··· INFORMATION PROVIDED ···

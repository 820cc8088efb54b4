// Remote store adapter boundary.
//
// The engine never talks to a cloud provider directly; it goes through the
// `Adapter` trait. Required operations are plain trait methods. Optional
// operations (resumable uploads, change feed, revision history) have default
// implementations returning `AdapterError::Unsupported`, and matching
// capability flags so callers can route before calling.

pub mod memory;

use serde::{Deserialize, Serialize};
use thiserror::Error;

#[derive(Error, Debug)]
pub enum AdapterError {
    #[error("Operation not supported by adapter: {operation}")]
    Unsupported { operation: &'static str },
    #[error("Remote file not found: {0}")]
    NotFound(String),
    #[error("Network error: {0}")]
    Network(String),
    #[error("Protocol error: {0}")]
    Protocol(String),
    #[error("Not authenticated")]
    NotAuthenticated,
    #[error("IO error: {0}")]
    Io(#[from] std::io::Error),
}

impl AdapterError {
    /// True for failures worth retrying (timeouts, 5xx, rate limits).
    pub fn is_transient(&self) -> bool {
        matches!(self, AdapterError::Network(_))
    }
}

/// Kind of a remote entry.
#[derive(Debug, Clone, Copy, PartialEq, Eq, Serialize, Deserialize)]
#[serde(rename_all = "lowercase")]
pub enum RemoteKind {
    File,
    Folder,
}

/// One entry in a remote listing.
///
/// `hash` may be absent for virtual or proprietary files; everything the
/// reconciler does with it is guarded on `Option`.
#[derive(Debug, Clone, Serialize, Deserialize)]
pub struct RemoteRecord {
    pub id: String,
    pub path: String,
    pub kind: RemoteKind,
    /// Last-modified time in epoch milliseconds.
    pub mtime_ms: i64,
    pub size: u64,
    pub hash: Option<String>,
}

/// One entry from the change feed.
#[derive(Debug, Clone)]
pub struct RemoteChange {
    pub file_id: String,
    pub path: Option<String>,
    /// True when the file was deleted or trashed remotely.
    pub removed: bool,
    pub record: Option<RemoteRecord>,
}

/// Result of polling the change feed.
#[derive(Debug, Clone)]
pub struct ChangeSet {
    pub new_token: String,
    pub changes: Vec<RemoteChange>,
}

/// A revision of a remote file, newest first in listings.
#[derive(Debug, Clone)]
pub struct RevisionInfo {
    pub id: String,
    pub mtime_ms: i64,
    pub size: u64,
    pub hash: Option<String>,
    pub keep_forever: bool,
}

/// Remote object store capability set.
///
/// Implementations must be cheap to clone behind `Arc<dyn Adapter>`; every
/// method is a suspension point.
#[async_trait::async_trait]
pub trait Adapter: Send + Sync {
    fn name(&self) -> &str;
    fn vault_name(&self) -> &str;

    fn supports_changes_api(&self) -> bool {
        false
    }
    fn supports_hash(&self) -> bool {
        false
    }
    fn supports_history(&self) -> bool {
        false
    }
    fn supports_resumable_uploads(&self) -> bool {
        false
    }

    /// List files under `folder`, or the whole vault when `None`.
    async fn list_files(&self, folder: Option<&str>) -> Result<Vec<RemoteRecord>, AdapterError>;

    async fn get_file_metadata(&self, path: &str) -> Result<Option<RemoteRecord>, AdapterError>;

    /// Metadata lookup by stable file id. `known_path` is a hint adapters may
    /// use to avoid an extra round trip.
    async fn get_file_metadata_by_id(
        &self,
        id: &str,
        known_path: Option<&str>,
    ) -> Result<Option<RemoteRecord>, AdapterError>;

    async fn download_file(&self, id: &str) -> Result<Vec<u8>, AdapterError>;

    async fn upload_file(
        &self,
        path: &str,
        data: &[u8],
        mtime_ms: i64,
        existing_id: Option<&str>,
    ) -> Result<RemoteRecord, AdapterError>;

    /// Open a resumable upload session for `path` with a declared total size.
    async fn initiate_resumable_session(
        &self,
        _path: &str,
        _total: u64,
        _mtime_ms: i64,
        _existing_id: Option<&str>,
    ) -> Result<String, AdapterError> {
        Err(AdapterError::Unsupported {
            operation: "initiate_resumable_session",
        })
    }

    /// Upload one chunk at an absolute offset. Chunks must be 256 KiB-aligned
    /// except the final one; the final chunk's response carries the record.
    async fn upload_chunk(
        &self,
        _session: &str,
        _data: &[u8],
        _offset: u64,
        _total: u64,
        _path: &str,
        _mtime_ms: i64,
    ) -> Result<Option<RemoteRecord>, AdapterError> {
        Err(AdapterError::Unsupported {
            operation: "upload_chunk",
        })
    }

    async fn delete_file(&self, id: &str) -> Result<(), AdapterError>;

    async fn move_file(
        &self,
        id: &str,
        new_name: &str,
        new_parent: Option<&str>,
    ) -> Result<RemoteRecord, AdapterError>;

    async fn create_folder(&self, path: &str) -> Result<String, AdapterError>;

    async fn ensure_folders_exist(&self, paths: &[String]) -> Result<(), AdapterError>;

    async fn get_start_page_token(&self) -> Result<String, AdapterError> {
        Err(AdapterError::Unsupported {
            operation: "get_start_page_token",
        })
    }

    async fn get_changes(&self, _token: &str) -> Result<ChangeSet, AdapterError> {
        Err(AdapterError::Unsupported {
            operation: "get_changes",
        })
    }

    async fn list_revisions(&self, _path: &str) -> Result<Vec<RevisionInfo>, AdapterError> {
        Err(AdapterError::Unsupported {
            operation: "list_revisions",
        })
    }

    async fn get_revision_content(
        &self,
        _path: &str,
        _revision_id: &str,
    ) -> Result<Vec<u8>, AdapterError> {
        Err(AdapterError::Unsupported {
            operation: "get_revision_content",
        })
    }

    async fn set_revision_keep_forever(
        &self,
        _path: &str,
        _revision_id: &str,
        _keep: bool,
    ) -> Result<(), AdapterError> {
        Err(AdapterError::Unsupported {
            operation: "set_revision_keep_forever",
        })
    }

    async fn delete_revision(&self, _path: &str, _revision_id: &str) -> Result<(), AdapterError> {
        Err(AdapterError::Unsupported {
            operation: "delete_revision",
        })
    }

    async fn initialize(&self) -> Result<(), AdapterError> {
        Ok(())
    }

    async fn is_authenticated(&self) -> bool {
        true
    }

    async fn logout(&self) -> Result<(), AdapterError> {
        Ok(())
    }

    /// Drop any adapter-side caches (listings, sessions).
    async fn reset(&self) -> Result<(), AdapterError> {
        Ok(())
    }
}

···
··· INFORMATION PROVIDED ···

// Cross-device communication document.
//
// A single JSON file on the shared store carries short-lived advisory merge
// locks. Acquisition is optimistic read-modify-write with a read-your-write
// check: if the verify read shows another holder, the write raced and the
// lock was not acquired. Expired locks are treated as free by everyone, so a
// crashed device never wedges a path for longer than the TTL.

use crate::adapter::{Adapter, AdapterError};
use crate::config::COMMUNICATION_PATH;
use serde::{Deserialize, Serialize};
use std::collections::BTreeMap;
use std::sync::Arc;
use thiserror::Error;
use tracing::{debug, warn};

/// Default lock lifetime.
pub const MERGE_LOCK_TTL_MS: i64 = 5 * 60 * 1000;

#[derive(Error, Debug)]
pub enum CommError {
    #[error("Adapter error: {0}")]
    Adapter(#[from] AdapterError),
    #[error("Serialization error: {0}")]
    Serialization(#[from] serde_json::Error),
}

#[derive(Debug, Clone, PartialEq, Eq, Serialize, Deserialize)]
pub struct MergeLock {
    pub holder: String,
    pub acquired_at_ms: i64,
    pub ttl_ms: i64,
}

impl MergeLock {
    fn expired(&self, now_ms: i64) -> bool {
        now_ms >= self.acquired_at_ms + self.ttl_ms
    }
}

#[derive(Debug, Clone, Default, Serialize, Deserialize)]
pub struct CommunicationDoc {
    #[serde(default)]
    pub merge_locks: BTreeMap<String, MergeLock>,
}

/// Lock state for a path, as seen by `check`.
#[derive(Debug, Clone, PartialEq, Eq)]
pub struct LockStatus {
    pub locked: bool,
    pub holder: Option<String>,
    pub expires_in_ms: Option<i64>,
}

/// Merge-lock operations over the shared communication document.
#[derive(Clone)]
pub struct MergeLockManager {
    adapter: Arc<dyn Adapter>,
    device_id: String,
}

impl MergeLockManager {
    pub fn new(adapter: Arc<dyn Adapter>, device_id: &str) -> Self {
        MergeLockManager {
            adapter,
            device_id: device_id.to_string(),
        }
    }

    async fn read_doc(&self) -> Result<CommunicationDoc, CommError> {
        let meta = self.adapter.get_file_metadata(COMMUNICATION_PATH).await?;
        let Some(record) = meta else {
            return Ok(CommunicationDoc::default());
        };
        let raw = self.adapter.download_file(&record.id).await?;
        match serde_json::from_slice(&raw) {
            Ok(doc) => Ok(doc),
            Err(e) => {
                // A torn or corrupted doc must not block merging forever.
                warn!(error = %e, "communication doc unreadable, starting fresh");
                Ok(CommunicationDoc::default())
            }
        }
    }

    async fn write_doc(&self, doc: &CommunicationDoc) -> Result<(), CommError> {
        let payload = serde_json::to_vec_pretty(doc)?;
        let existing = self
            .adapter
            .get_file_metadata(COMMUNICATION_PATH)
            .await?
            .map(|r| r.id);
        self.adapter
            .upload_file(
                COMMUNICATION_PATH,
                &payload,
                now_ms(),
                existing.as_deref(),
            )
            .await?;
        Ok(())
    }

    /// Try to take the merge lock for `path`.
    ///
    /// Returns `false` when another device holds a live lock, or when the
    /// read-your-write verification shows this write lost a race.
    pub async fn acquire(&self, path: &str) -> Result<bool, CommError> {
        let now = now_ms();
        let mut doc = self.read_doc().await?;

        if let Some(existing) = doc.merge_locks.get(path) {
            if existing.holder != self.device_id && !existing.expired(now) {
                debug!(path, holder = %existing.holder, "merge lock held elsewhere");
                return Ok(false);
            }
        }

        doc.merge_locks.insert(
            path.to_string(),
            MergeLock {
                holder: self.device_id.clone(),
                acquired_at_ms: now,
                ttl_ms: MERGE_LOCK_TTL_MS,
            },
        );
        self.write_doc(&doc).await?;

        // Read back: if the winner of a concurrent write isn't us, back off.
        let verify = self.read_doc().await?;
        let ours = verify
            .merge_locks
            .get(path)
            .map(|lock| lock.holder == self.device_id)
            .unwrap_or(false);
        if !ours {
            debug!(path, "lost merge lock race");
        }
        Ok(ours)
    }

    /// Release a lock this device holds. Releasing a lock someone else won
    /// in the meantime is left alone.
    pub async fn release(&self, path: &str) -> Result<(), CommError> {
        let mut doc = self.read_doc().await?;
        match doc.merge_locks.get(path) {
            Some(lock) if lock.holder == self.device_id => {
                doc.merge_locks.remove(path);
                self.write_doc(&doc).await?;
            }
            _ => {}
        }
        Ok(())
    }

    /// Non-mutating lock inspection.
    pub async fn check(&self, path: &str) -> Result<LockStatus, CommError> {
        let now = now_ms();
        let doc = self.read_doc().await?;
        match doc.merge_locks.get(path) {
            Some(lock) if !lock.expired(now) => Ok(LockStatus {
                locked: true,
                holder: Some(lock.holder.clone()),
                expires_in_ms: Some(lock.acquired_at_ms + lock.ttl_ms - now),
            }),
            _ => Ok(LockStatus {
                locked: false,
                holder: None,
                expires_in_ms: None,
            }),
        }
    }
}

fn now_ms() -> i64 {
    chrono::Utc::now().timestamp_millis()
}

···
··· INFORMATION PROVIDED ···

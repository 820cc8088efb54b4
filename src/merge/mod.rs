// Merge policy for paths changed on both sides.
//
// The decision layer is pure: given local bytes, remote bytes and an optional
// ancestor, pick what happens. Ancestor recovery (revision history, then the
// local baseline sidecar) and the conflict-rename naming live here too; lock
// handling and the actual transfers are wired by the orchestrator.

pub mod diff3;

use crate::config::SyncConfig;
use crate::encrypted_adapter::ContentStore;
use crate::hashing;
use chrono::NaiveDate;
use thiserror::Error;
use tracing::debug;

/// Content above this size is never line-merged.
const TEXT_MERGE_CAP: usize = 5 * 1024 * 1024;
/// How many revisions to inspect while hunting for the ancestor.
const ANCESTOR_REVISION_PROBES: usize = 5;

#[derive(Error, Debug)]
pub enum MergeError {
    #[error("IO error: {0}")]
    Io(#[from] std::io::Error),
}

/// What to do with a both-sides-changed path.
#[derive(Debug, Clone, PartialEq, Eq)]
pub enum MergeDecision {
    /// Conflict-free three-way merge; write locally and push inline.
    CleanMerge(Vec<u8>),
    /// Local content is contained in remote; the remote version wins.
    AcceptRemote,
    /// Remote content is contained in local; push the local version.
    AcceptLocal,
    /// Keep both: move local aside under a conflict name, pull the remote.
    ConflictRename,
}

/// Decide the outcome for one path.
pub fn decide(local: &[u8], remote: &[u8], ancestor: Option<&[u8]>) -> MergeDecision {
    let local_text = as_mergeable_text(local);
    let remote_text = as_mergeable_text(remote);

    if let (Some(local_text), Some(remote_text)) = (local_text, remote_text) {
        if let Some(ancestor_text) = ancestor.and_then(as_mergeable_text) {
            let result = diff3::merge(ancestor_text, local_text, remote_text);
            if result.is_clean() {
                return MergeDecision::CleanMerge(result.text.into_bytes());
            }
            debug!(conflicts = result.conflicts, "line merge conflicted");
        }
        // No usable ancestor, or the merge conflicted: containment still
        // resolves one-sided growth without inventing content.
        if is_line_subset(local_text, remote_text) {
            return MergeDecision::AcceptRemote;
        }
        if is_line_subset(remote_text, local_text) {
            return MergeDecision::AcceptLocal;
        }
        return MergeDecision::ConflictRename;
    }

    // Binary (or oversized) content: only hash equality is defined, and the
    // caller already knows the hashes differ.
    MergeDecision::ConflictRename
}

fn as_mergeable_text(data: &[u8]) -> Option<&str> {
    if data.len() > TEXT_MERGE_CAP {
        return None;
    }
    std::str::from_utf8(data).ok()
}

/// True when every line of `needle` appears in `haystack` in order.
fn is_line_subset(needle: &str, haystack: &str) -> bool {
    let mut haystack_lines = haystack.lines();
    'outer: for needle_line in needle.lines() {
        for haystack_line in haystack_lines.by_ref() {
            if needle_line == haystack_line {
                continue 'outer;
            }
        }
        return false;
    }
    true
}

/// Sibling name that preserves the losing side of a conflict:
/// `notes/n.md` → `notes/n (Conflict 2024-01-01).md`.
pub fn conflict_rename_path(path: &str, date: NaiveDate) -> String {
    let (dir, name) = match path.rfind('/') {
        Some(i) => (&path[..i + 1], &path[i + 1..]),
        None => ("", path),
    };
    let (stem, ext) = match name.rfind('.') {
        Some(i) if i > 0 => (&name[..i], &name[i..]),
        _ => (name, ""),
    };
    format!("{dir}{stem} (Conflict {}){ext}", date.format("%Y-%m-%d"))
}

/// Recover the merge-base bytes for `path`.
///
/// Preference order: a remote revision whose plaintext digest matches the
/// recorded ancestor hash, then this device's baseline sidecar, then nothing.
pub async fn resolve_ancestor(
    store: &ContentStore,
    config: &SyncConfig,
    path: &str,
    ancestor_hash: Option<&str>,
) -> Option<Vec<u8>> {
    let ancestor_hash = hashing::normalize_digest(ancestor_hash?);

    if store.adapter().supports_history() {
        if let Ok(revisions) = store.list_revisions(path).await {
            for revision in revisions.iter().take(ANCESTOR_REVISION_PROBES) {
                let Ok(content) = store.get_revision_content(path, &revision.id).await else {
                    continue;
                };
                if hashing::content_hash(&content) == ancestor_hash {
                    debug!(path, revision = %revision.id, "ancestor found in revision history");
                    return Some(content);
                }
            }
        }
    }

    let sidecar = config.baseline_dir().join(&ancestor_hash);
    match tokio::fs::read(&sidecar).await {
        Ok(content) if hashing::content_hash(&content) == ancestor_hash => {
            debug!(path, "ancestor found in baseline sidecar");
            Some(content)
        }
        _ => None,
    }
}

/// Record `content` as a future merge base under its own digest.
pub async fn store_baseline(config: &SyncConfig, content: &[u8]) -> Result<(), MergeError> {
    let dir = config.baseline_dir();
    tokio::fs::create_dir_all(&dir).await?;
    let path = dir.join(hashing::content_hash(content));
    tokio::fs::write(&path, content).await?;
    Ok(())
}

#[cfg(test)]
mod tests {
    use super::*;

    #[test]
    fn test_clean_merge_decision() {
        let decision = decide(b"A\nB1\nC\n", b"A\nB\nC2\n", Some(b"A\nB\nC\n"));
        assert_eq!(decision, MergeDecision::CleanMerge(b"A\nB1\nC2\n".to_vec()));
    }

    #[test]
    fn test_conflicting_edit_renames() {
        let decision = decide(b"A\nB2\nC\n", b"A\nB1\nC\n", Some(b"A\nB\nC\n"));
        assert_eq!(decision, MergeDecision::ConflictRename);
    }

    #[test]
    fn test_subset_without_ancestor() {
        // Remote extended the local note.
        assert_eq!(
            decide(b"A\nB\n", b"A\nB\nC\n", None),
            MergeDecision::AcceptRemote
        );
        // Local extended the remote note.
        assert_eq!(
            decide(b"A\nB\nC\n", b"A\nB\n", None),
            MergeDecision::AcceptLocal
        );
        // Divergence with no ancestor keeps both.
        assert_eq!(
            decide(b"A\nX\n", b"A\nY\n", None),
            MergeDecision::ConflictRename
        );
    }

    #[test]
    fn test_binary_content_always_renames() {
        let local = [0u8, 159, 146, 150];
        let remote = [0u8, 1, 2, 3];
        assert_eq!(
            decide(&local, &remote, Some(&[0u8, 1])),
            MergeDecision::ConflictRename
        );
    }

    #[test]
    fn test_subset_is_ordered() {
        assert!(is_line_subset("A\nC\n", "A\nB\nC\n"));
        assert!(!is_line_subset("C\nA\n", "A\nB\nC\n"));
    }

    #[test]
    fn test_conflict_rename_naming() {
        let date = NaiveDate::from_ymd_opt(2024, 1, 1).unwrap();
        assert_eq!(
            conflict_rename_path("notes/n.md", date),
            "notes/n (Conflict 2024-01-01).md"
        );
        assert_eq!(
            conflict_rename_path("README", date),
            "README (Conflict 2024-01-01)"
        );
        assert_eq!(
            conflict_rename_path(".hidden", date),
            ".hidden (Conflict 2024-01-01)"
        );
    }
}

···

-- YOUR INSTRUCTIONS --
What is the number of lines in the entries above that include the word "chrono"? Answer with that number alone.

-- SOLUTION TO THIS EXERCISE --
2